Patients of the state: the politics of waiting in Argentina. Durham: Duke University Press.\
- Introduction and Chapter 1
- waiting for government aid as "temporal processes in and through which political subordination is reproduced" (2)
- people are "kicked around", given the reunaround, forced to wait by local officials/bureaucrats (4)
- BOOK focuses on "the workings of political domination" among the urban poor, specifically through waiting (5)
- state practices provide the poor with an education/crash course on the workings of state power
- they also shape clients perception of the state and their own status
- and clients learn the rules of the game
- making the dispossessed wait is negative, akin to repression, but has "positive" effects of creating citizens who are patient, subordinate, dominated; waiting creates this and recreates this (8-9)
- SEEMS LIKE CLIENTELISM ON A GRAND SCALE, NO?
- if the state really wanted active, full-fledged citizens, it wouldn't make them wait so much, waste their time, take time away from productive actions and/or political activity...so what this state actually wants is subordinates (22)
- the processes of waiting are part of the recreation of subordination, which looks like an exercise of power/agency but is actually subjugation through constraining use of time for the poor, demanding they not be contentious, and thereby preventing conflict from arising (34-35)
- Chapter 2: Urban Relegation
- since the neoliberal turn, (80s, but more in 1990s), shantytowns have been growing a great deal (36-38), inequality has been gorwing, and along with that spatial segregation of rich (behind gates) and poor has been on the rise (38-39)
- class mobility is decreasing, as is the belief that moving up is possible (39)

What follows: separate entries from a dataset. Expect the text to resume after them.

//! Business Impact Estimation
//!
//! Converts lead-count deltas into estimated lost loans and currency impact.
//! The downstream conversion percentage is the current-period ratio of
//! final-stage volume to volume at the stage under analysis — "if these leads
//! had not been lost, how many would plausibly reach disbursal at today's
//! efficiency". It is an approximation, not a causal estimate.

use crate::aggregate::StageSeries;
use crate::conversion::stage_ratio;

/// Estimated loan and currency loss for one alert.
#[derive(Debug, Clone, Copy, PartialEq)]
pub struct Impact {
    pub lost_loans: u64,
    pub impact_cr: f64,
}

impl Impact {
    pub const ZERO: Impact = Impact {
        lost_loans: 0,
        impact_cr: 0.0,
    };
}

/// Estimate impact of losing `lead_delta` leads at a stage whose downstream
/// conversion to disbursal is `downstream_conversion_pct`. Monotonic in
/// `lead_delta` at fixed conversion; negative deltas clamp to zero.
pub fn estimate_impact(lead_delta: f64, downstream_conversion_pct: f64, avg_ticket_lakhs: f64) -> Impact {
    if lead_delta <= 0.0 {
        return Impact::ZERO;
    }
    let lost_loans = (lead_delta * downstream_conversion_pct / 100.0).round().max(0.0) as u64;
    Impact {
        lost_loans,
        impact_cr: lost_loans as f64 * avg_ticket_lakhs / 100.0,
    }
}

/// Current-period conversion from `at_stage` to the final stage of the
/// series, as a percentage. Zero when the series is empty or the stage has
/// no volume.
pub fn downstream_conversion_pct(current: &StageSeries, at_stage: i64) -> f64 {
    let Some((_, last)) = current.iter().next_back() else {
        return 0.0;
    };
    let at_count = current.get(&at_stage).map(|t| t.lead_count).unwrap_or(0);
    stage_ratio(last.lead_count, at_count)
}
//! Alert Ranking and Priority Bucketing
//!
//! Ranking is a stable total order: severity priority ascending, then
//! currency impact descending, ties keeping input order — re-ranking an
//! already-ranked list is a no-op. Bucketing maps each alert to the
//! actionable tier an operations lead works from.

use serde::{Deserialize, Serialize};
use std::cmp::Ordering;
use std::collections::BTreeMap;

use crate::alert::{Alert, AlertStatus, Tone};

/// Actionable tier for one alert.
#[derive(Debug, Clone, Copy, PartialEq, Eq, PartialOrd, Ord, Serialize, Deserialize)]
#[serde(rename_all = "snake_case")]
pub enum PriorityBucket {
    P0,
    P1,
    P2,
    P3,
    /// Small-impact warning on a previously-stable dimension; watch, don't page.
    Emerging,
    /// Good or informational findings surfaced alongside the problems.
    Positive,
}

/// Minimum impact weight for the P2 tier; warns below it on a stable
/// dimension are emerging rather than actionable.
const P2_WEIGHT: u8 = 35;
const P1_WEIGHT: u8 = 60;
const P0_WEIGHT: u8 = 80;

/// Stable in-place sort by (severity priority asc, impact_cr desc).
pub fn rank_alerts(alerts: &mut [Alert]) {
    alerts.sort_by(|a, b| {
        a.severity
            .priority()
            .cmp(&b.severity.priority())
            .then_with(|| {
                b.impact_cr
                    .partial_cmp(&a.impact_cr)
                    .unwrap_or(Ordering::Equal)
            })
    });
}

/// Assign one alert to its tier from tone + the detector's opaque impact
/// weight (carried through as-is, never recomputed here).
pub fn bucket(alert: &Alert) -> PriorityBucket {
    match alert.tone {
        Tone::Good | Tone::Info => PriorityBucket::Positive,
        Tone::Warn if alert.impact_weight < P2_WEIGHT && alert.status == AlertStatus::New => {
            PriorityBucket::Emerging
        }
        Tone::Bad if alert.impact_weight >= P0_WEIGHT => PriorityBucket::P0,
        Tone::Bad => PriorityBucket::P1,
        Tone::Warn if alert.impact_weight >= P1_WEIGHT => PriorityBucket::P1,
        Tone::Warn if alert.impact_weight >= P2_WEIGHT => PriorityBucket::P2,
        Tone::Warn => PriorityBucket::P3,
    }
}

/// Bucket a ranked alert list, preserving rank order inside each tier.
pub fn bucket_all(alerts: &[Alert]) -> BTreeMap<PriorityBucket, Vec<String>> {
    let mut out: BTreeMap<PriorityBucket, Vec<String>> = BTreeMap::new();
    for alert in alerts {
        out.entry(bucket(alert)).or_default().push(alert.id.clone());
    }
    out
}
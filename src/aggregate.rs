//! Stage Series Aggregation
//!
//! Groups raw rows by stage index, period, and dimension scope into ordered
//! stage totals. Top-level aggregation takes only rows without a sub-stage
//! and with a real (non-sentinel) stage index; sub-stage rows aggregate
//! separately for stuck-rate analysis. Pure functions, no side effects.

use std::collections::BTreeMap;

use crate::model::{FunnelFilters, LeadStageRecord, Period, StageTotals, SubStageTotals};

/// Ordered top-level totals, keyed by stage index.
pub type StageSeries = BTreeMap<i64, StageTotals>;

/// Sub-stage totals keyed by (stage index, sub-stage name).
pub type SubStageSeries = BTreeMap<(i64, String), SubStageTotals>;

/// Count of malformed rows (non-integral or negative stage index) in a
/// record set. Sentinel bookkeeping rows are excluded by design and are not
/// malformed.
pub fn count_malformed(records: &[LeadStageRecord]) -> u64 {
    records.iter().filter(|r| r.stage_key().is_none()).count() as u64
}

/// Aggregate top-level stage totals for one period under a filter scope.
pub fn aggregate(records: &[LeadStageRecord], period: Period, filters: &FunnelFilters) -> StageSeries {
    let mut totals = StageSeries::new();

    for record in records {
        if record.period != period || record.sub_stage.is_some() || !filters.matches(record) {
            continue;
        }
        let Some(idx) = record.stage_key() else {
            continue; // malformed, surfaced via count_malformed
        };
        if LeadStageRecord::is_sentinel_stage(idx) {
            continue;
        }

        totals
            .entry(idx)
            .and_modify(|t| t.lead_count += record.lead_count)
            .or_insert_with(|| StageTotals {
                period,
                stage_index: idx,
                stage_name: record.stage_name.clone(),
                lead_count: record.lead_count,
            });
    }

    totals
}

/// Aggregate sub-stage rows for one period, producing a lead-weighted stuck
/// percentage per (stage, sub-stage). Rows without a stuck reading still
/// contribute volume with an implied 0% stuck share.
pub fn aggregate_sub_stages(
    records: &[LeadStageRecord],
    period: Period,
    filters: &FunnelFilters,
) -> SubStageSeries {
    // (weighted stuck sum, lead sum) accumulated per key
    let mut acc: BTreeMap<(i64, String), (f64, u64, String)> = BTreeMap::new();

    for record in records {
        if record.period != period || !filters.matches(record) {
            continue;
        }
        let Some(sub) = record.sub_stage.as_ref() else {
            continue;
        };
        let Some(idx) = record.stage_key() else {
            continue;
        };
        if LeadStageRecord::is_sentinel_stage(idx) {
            continue;
        }

        let stuck = record.stuck_pct.unwrap_or(0.0);
        let entry = acc
            .entry((idx, sub.clone()))
            .or_insert_with(|| (0.0, 0, sub.clone()));
        entry.0 += stuck * record.lead_count as f64;
        entry.1 += record.lead_count;
    }

    acc.into_iter()
        .map(|((idx, _), (weighted, leads, sub))| {
            let stuck_pct = if leads > 0 {
                weighted / leads as f64
            } else {
                0.0
            };
            (
                (idx, sub.clone()),
                SubStageTotals {
                    stage_index: idx,
                    sub_stage: sub,
                    lead_count: leads,
                    stuck_pct,
                },
            )
        })
        .collect()
}

/// The ordered stage-index sequence for a pair of period series: the sorted
/// union of both key sets. Callers pass this to the conversion calculator so
/// adjacency stays reproducible under dimension filters.
pub fn stage_order(current: &StageSeries, comparison: &StageSeries) -> Vec<i64> {
    let mut order: Vec<i64> = current.keys().chain(comparison.keys()).copied().collect();
    order.sort_unstable();
    order.dedup();
    order
}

- Poor are dominated by: (41)
- "fists and kicks", state repression (which can be overt and covert), administered by government and army/police
- "tentacles", non-violent subjugation to "waiting", administered by local officials
- State repression
- overt: (48-56)
- protest and repression (decreasing repression after 2003)
- police violence still prevlaent
- incarceration increasing
- National Guard has occupied entire neighborhoods to "keep the peace"
- evictions of homeless/squatters from public spaces
- covert 56-58
- evictions by those contracted to do it by the state, usually fairly violent
- "tentacles"
- Kafkaesque play where government creaqtes threat/issue, then offers the solution for this isssue
- usually issue demands waiting, time spent in offices, paperwork
- there is no monoloithic state, but rather a large number of agents and agencies through which the poor have to maneuver, spending time (60-62)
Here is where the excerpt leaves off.